EXERCISE REQUIREMENTS – Look through the data below and return each line where "details" appears.

Collected data entries
○ ○ ○

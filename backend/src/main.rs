//! Promptgen CLI - generate recruiter system prompts
//!
//! ```bash
//! promptgen serve                      # Start HTTP server (port 8000)
//! promptgen generate --flow flow.xml --example script.txt \
//!     --job-desc desc.json --job-detail details.json
//! promptgen render ...                 # Render the template only, no model call
//! ```

use clap::{Args, Parser, Subcommand};
use promptgen::{
    generate_prompt, render_only, start_server, AiClient, AppState, GenerateInputs,
    PromptTemplate, OUTPUT_FILE_NAME,
};
use std::fs;
use std::path::{Path, PathBuf};

#[derive(Parser)]
#[command(name = "promptgen")]
#[command(about = "Generate recruiter voice-agent system prompts", long_about = None)]
struct Cli {
    #[command(subcommand)]
    command: Commands,
}

#[derive(Subcommand)]
enum Commands {
    /// Start HTTP server
    Serve {
        /// Port to listen on
        #[arg(short, long, default_value = "8000")]
        port: u16,

        /// Prompt template file (default: built-in)
        #[arg(short, long)]
        template: Option<PathBuf>,
    },

    /// Full pipeline: files → template → Gemini → system prompt
    Generate {
        #[command(flatten)]
        files: InputFiles,

        /// Output file
        #[arg(short, long, default_value = OUTPUT_FILE_NAME)]
        output: PathBuf,

        /// Prompt template file (default: built-in)
        #[arg(short, long)]
        template: Option<PathBuf>,
    },

    /// Render the prompt template without calling the model
    Render {
        #[command(flatten)]
        files: InputFiles,

        /// Output file
        #[arg(short, long, default_value = "rendered_prompt.txt")]
        output: PathBuf,

        /// Prompt template file (default: built-in)
        #[arg(short, long)]
        template: Option<PathBuf>,
    },
}

#[derive(Args)]
struct InputFiles {
    /// Call flow (XML; other formats get a placeholder step)
    #[arg(long)]
    flow: PathBuf,

    /// Example script (text)
    #[arg(long)]
    example: PathBuf,

    /// Job description (JSON)
    #[arg(long)]
    job_desc: PathBuf,

    /// Job details with screening questions (JSON)
    #[arg(long)]
    job_detail: PathBuf,
}

impl InputFiles {
    fn load(&self) -> Result<GenerateInputs, Box<dyn std::error::Error>> {
        eprintln!("📄 Flow:        {}", self.flow.display());
        eprintln!("   Example:     {}", self.example.display());
        eprintln!("   Job desc:    {}", self.job_desc.display());
        eprintln!("   Job details: {}", self.job_detail.display());
        Ok(GenerateInputs::from_paths(
            &self.flow,
            &self.example,
            &self.job_desc,
            &self.job_detail,
        )?)
    }
}

#[tokio::main]
async fn main() {
    // Load .env file (if present)
    dotenvy::dotenv().ok();

    let cli = Cli::parse();

    let result = match cli.command {
        Commands::Serve { port, template } => cmd_serve(port, template.as_deref()).await,

        Commands::Generate {
            files,
            output,
            template,
        } => cmd_generate(&files, &output, template.as_deref()).await,

        Commands::Render {
            files,
            output,
            template,
        } => cmd_render(&files, &output, template.as_deref()),
    };

    if let Err(e) = result {
        eprintln!("❌ Error: {}", e);
        std::process::exit(1);
    }
}

fn load_template(path: Option<&Path>) -> Result<PromptTemplate, Box<dyn std::error::Error>> {
    match path {
        Some(path) => {
            eprintln!("   Template:    {}", path.display());
            Ok(PromptTemplate::from_file(path)?)
        }
        None => Ok(PromptTemplate::default()),
    }
}

async fn cmd_serve(port: u16, template: Option<&Path>) -> Result<(), Box<dyn std::error::Error>> {
    let state = AppState::new(AiClient::from_env()?, load_template(template)?);
    start_server(port, state).await
}

async fn cmd_generate(
    files: &InputFiles,
    output: &Path,
    template: Option<&Path>,
) -> Result<(), Box<dyn std::error::Error>> {
    let inputs = files.load()?;
    let template = load_template(template)?;
    let client = AiClient::from_env()?;

    let generated = generate_prompt(&inputs, &client, &template).await?;
    fs::write(output, &generated.text)?;

    eprintln!("   💾 Saved to: {}", output.display());
    eprintln!("\n✨ Done!");
    Ok(())
}

fn cmd_render(
    files: &InputFiles,
    output: &Path,
    template: Option<&Path>,
) -> Result<(), Box<dyn std::error::Error>> {
    let inputs = files.load()?;
    let template = load_template(template)?;

    let rendered = render_only(&inputs, &template)?;
    fs::write(output, &rendered)?;

    eprintln!("   💾 Saved to: {}", output.display());
    Ok(())
}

○ ○ ○

RESPONSE FOR THIS EXERCISE –
//!     --job-desc desc.json --job-detail details.json
    /// Job details with screening questions (JSON)
        eprintln!("   Job details: {}", self.job_detail.display());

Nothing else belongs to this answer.